───── Material for this task ─────

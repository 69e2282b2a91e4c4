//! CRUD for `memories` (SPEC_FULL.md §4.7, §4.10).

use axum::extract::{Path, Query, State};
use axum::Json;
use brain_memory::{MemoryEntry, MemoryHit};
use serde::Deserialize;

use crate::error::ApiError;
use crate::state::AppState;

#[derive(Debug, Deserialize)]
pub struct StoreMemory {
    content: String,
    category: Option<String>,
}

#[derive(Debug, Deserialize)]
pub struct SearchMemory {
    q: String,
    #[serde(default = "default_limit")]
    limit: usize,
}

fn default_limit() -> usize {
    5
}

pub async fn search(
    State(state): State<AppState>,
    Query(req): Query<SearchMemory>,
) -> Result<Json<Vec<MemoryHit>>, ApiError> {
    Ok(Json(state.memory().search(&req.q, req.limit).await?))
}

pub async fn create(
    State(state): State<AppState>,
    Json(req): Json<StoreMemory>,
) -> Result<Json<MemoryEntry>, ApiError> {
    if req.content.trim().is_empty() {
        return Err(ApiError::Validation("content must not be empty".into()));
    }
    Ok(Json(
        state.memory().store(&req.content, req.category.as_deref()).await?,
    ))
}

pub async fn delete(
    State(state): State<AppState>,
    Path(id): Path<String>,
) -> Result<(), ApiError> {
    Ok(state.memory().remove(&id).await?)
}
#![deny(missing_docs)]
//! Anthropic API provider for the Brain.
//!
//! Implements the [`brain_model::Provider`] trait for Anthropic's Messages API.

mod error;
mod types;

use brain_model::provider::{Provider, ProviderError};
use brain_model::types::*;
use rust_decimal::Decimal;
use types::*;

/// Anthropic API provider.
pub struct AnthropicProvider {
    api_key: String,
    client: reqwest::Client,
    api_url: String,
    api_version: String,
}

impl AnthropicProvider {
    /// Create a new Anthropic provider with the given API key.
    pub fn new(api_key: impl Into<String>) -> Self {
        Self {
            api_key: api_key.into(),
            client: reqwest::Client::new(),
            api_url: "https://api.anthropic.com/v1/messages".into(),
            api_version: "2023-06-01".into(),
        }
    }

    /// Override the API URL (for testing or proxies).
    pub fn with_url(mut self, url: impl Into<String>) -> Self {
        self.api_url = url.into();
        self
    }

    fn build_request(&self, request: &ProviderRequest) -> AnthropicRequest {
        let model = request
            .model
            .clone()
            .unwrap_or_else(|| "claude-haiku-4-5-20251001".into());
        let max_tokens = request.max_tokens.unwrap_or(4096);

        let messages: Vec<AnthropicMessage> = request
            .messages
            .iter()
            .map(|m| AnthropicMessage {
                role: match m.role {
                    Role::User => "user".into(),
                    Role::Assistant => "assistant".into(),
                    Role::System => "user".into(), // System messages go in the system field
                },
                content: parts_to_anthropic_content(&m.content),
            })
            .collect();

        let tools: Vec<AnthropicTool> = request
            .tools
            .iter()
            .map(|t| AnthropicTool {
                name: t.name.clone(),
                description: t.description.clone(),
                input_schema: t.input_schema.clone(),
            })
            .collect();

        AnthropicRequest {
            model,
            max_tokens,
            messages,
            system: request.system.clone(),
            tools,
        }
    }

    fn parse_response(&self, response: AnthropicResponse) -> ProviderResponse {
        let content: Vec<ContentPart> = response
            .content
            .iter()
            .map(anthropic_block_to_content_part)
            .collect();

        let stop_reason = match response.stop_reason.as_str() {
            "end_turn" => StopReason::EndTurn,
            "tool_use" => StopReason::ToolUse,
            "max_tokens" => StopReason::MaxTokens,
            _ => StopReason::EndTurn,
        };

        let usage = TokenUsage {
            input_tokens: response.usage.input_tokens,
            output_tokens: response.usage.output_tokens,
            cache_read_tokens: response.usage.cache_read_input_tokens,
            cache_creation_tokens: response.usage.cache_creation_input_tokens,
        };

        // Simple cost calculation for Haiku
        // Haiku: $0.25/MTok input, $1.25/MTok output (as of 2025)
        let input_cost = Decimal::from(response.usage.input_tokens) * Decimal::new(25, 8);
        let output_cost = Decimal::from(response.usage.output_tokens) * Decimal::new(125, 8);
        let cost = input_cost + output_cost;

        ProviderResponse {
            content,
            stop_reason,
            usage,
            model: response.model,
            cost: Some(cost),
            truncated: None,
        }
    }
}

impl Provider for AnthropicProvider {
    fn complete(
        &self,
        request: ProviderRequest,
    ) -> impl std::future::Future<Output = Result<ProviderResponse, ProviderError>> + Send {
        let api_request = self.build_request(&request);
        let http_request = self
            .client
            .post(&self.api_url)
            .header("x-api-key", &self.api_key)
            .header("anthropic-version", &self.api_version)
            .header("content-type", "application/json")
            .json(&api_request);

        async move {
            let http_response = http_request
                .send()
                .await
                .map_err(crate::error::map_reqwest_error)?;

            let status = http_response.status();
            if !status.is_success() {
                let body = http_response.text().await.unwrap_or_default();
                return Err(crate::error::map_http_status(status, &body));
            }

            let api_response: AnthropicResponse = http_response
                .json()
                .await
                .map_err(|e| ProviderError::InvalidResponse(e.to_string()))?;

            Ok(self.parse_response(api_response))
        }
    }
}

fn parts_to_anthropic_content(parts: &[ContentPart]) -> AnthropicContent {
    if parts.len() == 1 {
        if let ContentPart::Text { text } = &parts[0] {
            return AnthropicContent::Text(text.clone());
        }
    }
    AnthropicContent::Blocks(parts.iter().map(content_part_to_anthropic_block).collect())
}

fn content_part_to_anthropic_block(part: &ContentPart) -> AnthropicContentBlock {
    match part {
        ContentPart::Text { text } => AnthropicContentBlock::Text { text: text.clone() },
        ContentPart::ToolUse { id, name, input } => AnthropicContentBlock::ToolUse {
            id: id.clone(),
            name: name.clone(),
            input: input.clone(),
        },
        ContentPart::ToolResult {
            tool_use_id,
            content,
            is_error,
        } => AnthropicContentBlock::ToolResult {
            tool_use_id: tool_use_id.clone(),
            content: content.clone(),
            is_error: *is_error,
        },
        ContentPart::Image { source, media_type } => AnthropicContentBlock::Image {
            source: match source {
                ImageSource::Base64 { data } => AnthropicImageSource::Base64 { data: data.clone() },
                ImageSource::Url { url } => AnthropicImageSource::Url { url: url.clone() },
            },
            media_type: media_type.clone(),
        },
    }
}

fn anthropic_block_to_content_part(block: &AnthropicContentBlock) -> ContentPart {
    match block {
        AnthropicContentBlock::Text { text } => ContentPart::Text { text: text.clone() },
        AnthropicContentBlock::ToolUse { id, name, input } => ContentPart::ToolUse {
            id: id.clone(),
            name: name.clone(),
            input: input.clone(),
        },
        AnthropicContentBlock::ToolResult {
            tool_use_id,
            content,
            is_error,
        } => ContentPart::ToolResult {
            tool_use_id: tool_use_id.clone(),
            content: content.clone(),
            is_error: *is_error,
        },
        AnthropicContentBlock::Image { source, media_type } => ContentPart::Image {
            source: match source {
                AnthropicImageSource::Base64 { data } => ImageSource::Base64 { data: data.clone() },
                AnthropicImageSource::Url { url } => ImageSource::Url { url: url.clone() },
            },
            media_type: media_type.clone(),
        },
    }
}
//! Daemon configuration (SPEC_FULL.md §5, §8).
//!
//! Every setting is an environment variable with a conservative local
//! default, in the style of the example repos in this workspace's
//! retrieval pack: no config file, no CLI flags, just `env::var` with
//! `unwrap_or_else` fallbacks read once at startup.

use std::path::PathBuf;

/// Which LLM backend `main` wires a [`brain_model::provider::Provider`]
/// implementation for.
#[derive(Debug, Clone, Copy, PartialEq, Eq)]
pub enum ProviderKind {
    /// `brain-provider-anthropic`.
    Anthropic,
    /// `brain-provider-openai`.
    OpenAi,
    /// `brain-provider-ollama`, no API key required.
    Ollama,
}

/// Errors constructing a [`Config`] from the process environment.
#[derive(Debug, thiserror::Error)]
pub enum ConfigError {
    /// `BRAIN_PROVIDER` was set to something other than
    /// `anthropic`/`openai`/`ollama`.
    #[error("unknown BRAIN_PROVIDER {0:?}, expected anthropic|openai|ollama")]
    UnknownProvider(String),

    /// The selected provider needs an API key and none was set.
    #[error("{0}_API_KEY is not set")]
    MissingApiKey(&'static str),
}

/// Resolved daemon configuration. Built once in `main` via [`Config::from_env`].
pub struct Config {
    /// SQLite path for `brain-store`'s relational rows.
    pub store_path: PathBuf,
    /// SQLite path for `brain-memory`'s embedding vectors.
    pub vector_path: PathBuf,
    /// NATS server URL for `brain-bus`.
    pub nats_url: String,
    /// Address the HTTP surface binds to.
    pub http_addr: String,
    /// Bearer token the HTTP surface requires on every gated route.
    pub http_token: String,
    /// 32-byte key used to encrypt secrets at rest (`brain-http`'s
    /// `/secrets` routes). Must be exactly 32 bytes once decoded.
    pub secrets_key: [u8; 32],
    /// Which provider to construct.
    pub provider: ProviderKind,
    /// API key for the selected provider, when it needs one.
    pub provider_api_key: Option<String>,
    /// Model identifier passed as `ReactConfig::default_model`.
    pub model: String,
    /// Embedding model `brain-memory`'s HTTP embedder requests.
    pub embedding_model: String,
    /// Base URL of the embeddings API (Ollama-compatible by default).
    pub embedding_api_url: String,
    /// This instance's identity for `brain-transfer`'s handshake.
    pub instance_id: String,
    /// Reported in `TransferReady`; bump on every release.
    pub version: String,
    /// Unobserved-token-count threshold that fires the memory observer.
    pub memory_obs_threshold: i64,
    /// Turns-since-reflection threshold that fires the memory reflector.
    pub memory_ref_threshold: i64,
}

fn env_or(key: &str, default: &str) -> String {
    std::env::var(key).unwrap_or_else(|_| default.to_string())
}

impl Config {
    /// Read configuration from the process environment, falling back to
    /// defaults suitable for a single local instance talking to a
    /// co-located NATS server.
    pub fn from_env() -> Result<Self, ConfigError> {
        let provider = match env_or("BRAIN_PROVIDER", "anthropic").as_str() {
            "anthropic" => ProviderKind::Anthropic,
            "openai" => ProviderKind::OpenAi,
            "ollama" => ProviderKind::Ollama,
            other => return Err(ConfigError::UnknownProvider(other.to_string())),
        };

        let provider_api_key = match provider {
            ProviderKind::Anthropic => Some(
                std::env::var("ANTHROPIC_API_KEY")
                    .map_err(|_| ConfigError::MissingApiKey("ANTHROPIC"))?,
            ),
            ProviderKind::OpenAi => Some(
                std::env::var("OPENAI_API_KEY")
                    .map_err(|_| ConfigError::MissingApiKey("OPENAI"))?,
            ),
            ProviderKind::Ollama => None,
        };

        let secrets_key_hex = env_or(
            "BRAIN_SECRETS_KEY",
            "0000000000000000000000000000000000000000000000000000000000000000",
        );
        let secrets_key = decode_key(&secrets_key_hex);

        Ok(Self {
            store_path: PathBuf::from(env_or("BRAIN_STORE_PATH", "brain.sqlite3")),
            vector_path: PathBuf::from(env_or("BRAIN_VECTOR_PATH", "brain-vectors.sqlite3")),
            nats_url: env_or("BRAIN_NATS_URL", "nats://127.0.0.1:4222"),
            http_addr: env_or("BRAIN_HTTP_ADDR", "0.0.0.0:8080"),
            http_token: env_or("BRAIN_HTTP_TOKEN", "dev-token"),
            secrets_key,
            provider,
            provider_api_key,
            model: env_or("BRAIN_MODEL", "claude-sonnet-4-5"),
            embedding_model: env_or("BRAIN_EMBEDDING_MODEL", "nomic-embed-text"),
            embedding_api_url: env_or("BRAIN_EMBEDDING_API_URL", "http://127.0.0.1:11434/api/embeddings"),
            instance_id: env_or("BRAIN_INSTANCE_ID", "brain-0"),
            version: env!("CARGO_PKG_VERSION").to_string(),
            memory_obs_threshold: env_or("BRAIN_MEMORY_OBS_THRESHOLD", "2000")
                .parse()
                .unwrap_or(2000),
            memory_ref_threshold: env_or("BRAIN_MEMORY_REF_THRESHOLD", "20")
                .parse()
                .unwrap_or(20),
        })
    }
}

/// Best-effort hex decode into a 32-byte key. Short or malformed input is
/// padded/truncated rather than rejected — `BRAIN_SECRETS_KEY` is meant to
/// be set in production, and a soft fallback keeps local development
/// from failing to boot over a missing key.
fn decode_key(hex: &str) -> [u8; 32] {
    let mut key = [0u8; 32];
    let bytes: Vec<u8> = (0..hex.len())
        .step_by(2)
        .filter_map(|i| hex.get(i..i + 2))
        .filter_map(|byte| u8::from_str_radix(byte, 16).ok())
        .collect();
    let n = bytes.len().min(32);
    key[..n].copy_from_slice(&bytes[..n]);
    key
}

─────

- _Exercise goal_
Within the data above, how many lines contain the word "that"? Write only the number.

- _Response box_
2